→ **INSTRUCTIONS FOR THE TASK**:
Scan the data that follows and count the lines with the string "LockFailed"; answer with the count alone.

Saved entries

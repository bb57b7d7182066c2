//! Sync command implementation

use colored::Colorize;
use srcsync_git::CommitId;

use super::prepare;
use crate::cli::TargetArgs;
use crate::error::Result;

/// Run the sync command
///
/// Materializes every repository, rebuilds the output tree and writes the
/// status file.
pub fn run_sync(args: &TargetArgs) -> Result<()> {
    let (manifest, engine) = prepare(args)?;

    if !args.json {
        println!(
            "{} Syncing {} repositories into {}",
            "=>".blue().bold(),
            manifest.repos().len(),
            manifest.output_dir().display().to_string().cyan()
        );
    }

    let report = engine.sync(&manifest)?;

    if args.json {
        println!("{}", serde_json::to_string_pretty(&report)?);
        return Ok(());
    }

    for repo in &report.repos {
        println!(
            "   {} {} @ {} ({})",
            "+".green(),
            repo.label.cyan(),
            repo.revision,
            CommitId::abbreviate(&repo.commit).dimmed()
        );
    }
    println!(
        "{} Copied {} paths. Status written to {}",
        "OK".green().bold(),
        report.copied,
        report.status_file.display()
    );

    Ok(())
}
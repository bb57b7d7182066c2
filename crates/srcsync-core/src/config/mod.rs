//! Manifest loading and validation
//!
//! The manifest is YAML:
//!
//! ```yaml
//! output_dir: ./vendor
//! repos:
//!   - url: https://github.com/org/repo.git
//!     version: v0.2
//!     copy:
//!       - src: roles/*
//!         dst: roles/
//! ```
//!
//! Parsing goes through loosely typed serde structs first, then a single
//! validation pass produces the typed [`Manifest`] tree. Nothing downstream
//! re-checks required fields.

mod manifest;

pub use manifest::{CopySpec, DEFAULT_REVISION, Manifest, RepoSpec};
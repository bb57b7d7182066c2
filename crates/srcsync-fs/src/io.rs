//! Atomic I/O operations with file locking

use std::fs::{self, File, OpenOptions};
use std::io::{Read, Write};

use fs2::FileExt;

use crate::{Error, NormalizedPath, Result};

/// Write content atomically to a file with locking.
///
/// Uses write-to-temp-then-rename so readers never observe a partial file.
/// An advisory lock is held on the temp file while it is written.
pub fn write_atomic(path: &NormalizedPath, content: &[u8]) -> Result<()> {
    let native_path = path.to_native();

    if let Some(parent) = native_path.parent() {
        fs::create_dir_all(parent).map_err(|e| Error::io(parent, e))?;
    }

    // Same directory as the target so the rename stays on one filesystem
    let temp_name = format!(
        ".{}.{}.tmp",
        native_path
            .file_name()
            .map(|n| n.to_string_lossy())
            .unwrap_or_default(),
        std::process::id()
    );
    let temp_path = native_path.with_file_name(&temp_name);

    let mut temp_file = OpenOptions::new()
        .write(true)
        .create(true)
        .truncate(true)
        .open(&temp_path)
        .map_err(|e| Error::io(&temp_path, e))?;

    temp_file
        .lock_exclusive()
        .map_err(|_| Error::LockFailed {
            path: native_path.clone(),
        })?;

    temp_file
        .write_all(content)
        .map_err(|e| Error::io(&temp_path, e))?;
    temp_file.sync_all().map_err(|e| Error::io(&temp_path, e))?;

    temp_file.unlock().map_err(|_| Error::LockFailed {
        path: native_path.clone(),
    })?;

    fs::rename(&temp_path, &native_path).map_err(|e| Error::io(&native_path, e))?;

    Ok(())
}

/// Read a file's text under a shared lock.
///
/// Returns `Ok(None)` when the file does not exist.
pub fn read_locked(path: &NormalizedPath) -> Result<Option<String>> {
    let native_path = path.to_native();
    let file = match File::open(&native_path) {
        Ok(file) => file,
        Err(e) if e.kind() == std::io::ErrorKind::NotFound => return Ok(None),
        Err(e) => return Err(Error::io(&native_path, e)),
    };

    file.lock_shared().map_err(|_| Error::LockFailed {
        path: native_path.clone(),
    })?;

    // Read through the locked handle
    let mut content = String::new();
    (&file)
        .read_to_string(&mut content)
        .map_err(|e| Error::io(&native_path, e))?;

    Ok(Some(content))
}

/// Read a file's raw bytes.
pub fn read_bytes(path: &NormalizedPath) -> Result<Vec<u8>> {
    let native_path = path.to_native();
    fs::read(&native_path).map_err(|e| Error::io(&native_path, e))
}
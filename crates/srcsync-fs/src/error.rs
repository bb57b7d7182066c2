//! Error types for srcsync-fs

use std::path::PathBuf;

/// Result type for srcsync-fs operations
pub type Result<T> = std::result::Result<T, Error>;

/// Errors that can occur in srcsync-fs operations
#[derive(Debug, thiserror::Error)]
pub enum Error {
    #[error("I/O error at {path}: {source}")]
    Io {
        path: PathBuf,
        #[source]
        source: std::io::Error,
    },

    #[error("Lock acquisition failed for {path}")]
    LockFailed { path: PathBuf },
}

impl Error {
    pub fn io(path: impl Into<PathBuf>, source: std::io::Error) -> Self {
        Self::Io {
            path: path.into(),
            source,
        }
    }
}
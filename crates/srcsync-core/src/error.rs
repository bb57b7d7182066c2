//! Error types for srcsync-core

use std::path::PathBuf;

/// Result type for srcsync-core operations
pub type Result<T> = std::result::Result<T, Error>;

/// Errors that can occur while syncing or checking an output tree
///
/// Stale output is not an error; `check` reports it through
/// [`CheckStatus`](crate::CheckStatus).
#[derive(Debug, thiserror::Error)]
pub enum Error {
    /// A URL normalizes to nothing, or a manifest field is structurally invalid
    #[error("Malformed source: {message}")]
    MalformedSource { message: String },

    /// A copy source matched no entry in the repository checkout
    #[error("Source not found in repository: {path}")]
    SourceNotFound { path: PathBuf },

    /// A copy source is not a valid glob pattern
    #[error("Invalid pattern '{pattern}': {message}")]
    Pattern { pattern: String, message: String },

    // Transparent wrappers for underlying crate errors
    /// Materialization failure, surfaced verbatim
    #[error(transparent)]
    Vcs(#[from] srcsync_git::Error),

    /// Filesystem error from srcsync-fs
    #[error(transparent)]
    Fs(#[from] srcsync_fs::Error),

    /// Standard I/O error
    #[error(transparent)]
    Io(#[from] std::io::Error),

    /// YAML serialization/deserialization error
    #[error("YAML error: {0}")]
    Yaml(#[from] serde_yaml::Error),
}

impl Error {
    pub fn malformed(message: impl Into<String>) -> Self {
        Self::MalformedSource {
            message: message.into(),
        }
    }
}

→ **RESPONSE TO THIS EXERCISE**:
4